Usenet is the world's largest bulletin board system covering thousands of different subjects. The author reviews what Usenet is, its hierarchies, technical details, how to use a newsreader (e.g. tin) to read messages, how to get Usenet access, and how to use it to seek needed information. Usenet resources for librarians, especially public librarians, are also listed and discussed in chapter four, which serves as a good starting place for beginners. Quite a few mailing list resources are available through Usenet. In chapter five, the author emphasizes one newsgroup (rec.arts.books) as a very good source on the Internet for reference and collection development.
FAQs developed based on mailing lists or Usenet resources are also helpful for people jumping in on a discussion group; they are also valuable for librarians in answering individual questions. The FAQs have become an important part of Usenet culture and a certain standard format has evolved. FAQs may also have considerable lists of other resources, like subject-oriented guides to the Internet, lists of organizations, newsletters, catalogs, and stores. Chapter six covers how FAQs are posted, their anatomy, how to find the FAQs, and how librarians use FAQs to help people locate information.
In addition to the basic Internet tools discussed above, librarians should also learn how to use World Wide Web (WWW) browsers to access and browse information.
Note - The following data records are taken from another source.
use bytes::Bytes;

use crate::http::request::RawRequest;

/// Largest declared `Content-Length` accepted; anything beyond is rejected
/// up front instead of being buffered while the body trickles in.
pub const MAX_BODY_LEN: usize = 10 * 1024 * 1024;

#[derive(Debug, PartialEq, Eq)]
pub enum ParseError {
    InvalidRequest,
    InvalidHeader,
    InvalidContentLength,
    Incomplete,
}

/// Parses one HTTP/1.1 request from the front of `buf`.
///
/// Returns the raw message and the number of bytes consumed so the caller can
/// drain its read buffer. `Incomplete` means more bytes are needed; any other
/// error means the stream is unrecoverable.
pub fn parse_request(buf: &[u8]) -> Result<(RawRequest, usize), ParseError> {
    let headers_end = find_headers_end(buf).ok_or(ParseError::Incomplete)?;
    let header_bytes = &buf[..headers_end];
    let body_bytes = &buf[headers_end + 4..];

    let headers_str = std::str::from_utf8(header_bytes).map_err(|_| ParseError::InvalidRequest)?;

    let mut lines = headers_str.split("\r\n");

    // Request line
    let request_line = lines.next().ok_or(ParseError::InvalidRequest)?;
    let mut parts = request_line.split_whitespace();

    let method = parts.next().ok_or(ParseError::InvalidRequest)?;
    let target = parts.next().ok_or(ParseError::InvalidRequest)?;
    let protocol = parts.next().ok_or(ParseError::InvalidRequest)?;

    // Path and query split at the first '?'
    let (uri, query_string) = match target.split_once('?') {
        Some((path, query)) => (path, query),
        None => (target, ""),
    };

    // Headers, arrival order, duplicates preserved
    let mut headers = Vec::new();
    for line in lines {
        if line.is_empty() {
            continue;
        }
        let (name, value) = line.split_once(':').ok_or(ParseError::InvalidHeader)?;
        headers.push((name.trim().to_string(), value.trim().to_string()));
    }

    let content_length = headers
        .iter()
        .find(|(name, _)| name.eq_ignore_ascii_case("Content-Length"))
        .map(|(_, value)| {
            value
                .parse::<usize>()
                .map_err(|_| ParseError::InvalidContentLength)
        })
        .transpose()?
        .unwrap_or(0);

    if content_length > MAX_BODY_LEN {
        return Err(ParseError::InvalidContentLength);
    }

    if body_bytes.len() < content_length {
        return Err(ParseError::Incomplete);
    }

    let request = RawRequest {
        method: method.to_string(),
        uri: uri.to_string(),
        query_string: query_string.to_string(),
        protocol: protocol.to_string(),
        headers,
        body: Bytes::copy_from_slice(&body_bytes[..content_length]),
    };

    let total_consumed = headers_end + 4 + content_length;
    Ok((request, total_consumed))
}

fn find_headers_end(buf: &[u8]) -> Option<usize> {
    buf.windows(4).position(|w| w == b"\r\n\r\n")
}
In chapter seven, the author gives an overview of Gopher and its history as well as addressing the WWW--browsers, home pages, Hypertext Markup Language, WWW resources, and how to search Internet resources through WWW search engines.
The WWW provides easy access to Telnet and FTP sites, Usenet and FAQs, graphics, databases, and other types of materials available on the Internet. It creates a new form of publishing and a new way for all types of organizations, businesses, and individuals to create and distribute information resources. Therefore, librarians should understand and be a part of this world. Reference librarians in particular need to look for answers to questions posted by patrons through searching or browsing Internet resources. Lycos, one of the earliest Internet search engines, is taken as an example to illustrate how to conduct a subject search on the Web. Collection development librarians may also use the Web to locate book lists or readers' advisory or other information to assist their work.
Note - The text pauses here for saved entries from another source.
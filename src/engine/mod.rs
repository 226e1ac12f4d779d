//! Network engine abstraction.
//!
//! The engine is the event-driven networking substrate: it accepts
//! connections, buffers socket IO, parses protocol framing, and reports what
//! happened as a stream of [`PollEvent`]s from [`Engine::poll`]. The manager
//! and dispatcher are written against the [`Engine`] trait; [`TcpEngine`] is
//! the default implementation.
//!
//! Engines are driven from a single thread. All write-side operations buffer:
//! an engine never blocks in `write` or `send_websocket_text`, and IO failures
//! surface later as a [`EngineEvent::Closed`] event rather than an error
//! return.

pub mod parser;
pub mod tcp;
pub mod ws;

pub use tcp::TcpEngine;

use bytes::Bytes;
use std::time::Duration;

use crate::http::request::RawRequest;

/// Identifies one connection (listening or accepted) owned by an engine.
#[derive(Debug, Clone, Copy, PartialEq, Eq, Hash, PartialOrd, Ord)]
pub struct ConnId(pub u64);

impl std::fmt::Display for ConnId {
    fn fmt(&self, f: &mut std::fmt::Formatter<'_>) -> std::fmt::Result {
        write!(f, "#{}", self.0)
    }
}

/// One occurrence on a connection, as delivered by the engine.
#[derive(Debug, Clone, PartialEq)]
pub enum EngineEvent {
    /// A complete HTTP request was parsed
    HttpRequest(RawRequest),
    /// A WebSocket upgrade handshake completed on this connection
    WebSocketHandshakeDone,
    /// A WebSocket data frame arrived (payload already unmasked)
    WebSocketFrame(Bytes),
    /// The connection is gone; its id is no longer valid after this event
    Closed,
    /// Engine bookkeeping with no payload; dispatchers ignore it
    Other,
}

/// What one `poll` iteration produced.
#[derive(Debug, Clone, PartialEq)]
pub enum PollEvent {
    /// A listener accepted a new connection
    Accepted { listener: ConnId, conn: ConnId },
    /// Something happened on an existing connection
    Event { conn: ConnId, event: EngineEvent },
}

/// The networking substrate the manager drives.
///
/// Single-threaded and cooperative: every method is called from the thread
/// that owns the engine, between or during `poll` iterations.
pub trait Engine {
    /// Allocates a listening connection on `address`. On failure, returns the
    /// engine's reported reason.
    fn bind(&mut self, address: &str) -> Result<ConnId, String>;

    /// Drives the engine one iteration, waiting at most `timeout` for
    /// activity, and returns the events accumulated in that window.
    fn poll(&mut self, timeout: Duration) -> Vec<PollEvent>;

    /// Queues bytes for transmission on a connection.
    fn write(&mut self, conn: ConnId, bytes: &[u8]);

    /// Marks a connection to be torn down once its outgoing buffer drains.
    fn close_after_send(&mut self, conn: ConnId);

    /// Closes a connection immediately, dropping any buffered output.
    fn close(&mut self, conn: ConnId);

    /// Allows WebSocket upgrade handshakes on a listener; accepted
    /// connections inherit the capability.
    fn enable_websocket(&mut self, conn: ConnId);

    /// Whether a connection has completed a WebSocket upgrade.
    fn is_websocket(&self, conn: ConnId) -> bool;

    /// Ids of the currently open accepted connections, listeners excluded.
    fn connections(&self) -> Vec<ConnId>;

    /// Queues a WebSocket text frame with the given payload.
    fn send_websocket_text(&mut self, conn: ConnId, text: &str);
}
Chapter eight teaches librarians and patrons how to use library online catalogs all over the world, access databases, and use electronic books, journal, and documents. Examples given are useful and interesting, such as the United State Postal Service ( http://www.usps.gov/ncsc/lookups/lookup_zip+4.html), U.S. Gazetteer ( http://tiger.census.gov/cgi-bin/gazetteer), the e-text project named Bartleby the Scrivener ( http://www.columbia.edu/acis/bartleby/index.html) sponsored by Columbia University and created by the Bartleby Library, and a Shakespeare home page ( http://the-tech.mit.edu/Shakespeare/search.html) created by Jeremy Hylton. In a rapidly changing environment, librarians need the skills that allow them to deal with a proliferation of information in all formats.
The third part of the book is composed of two appendices. The first one, the Virtual Vertical File, compiles selectively the Web sources which help reference librarians jump onto the information superhighway quickly. The second one, the List of Lists, selectively organizes useful resources by subject for all librarians to help them serve the community better and more efficiently.
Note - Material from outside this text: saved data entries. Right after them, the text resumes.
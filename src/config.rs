#[derive(Clone)]
pub struct Config {
    pub listen_addr: String,
    pub static_root: Option<String>,
}

impl Config {
    pub fn load() -> Self {
        let listen_addr = std::env::var("LISTEN").unwrap_or_else(|_| "127.0.0.1:8080".to_string());
        let static_root = std::env::var("STATIC_ROOT").ok();
        Self {
            listen_addr,
            static_root,
        }
    }
}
This easy-to-understand book covers all basic aspects of the Internet with good metaphors and detailed discussion. Most of the chapters include examples relevant to librarians' and patrons' interests. It is a very good manual for entry level librarians who have little Internet experience and knowledge and may serve as a practical guide for using the Internet to assist reference services and collection development in the real world.
The book would have been more useful, however, if it had covered more new Internet development. Some content is out of date (e.g., WAIS and Gopher). Due to the Internet's nature, some of the URLs listed in the book are no longer valid.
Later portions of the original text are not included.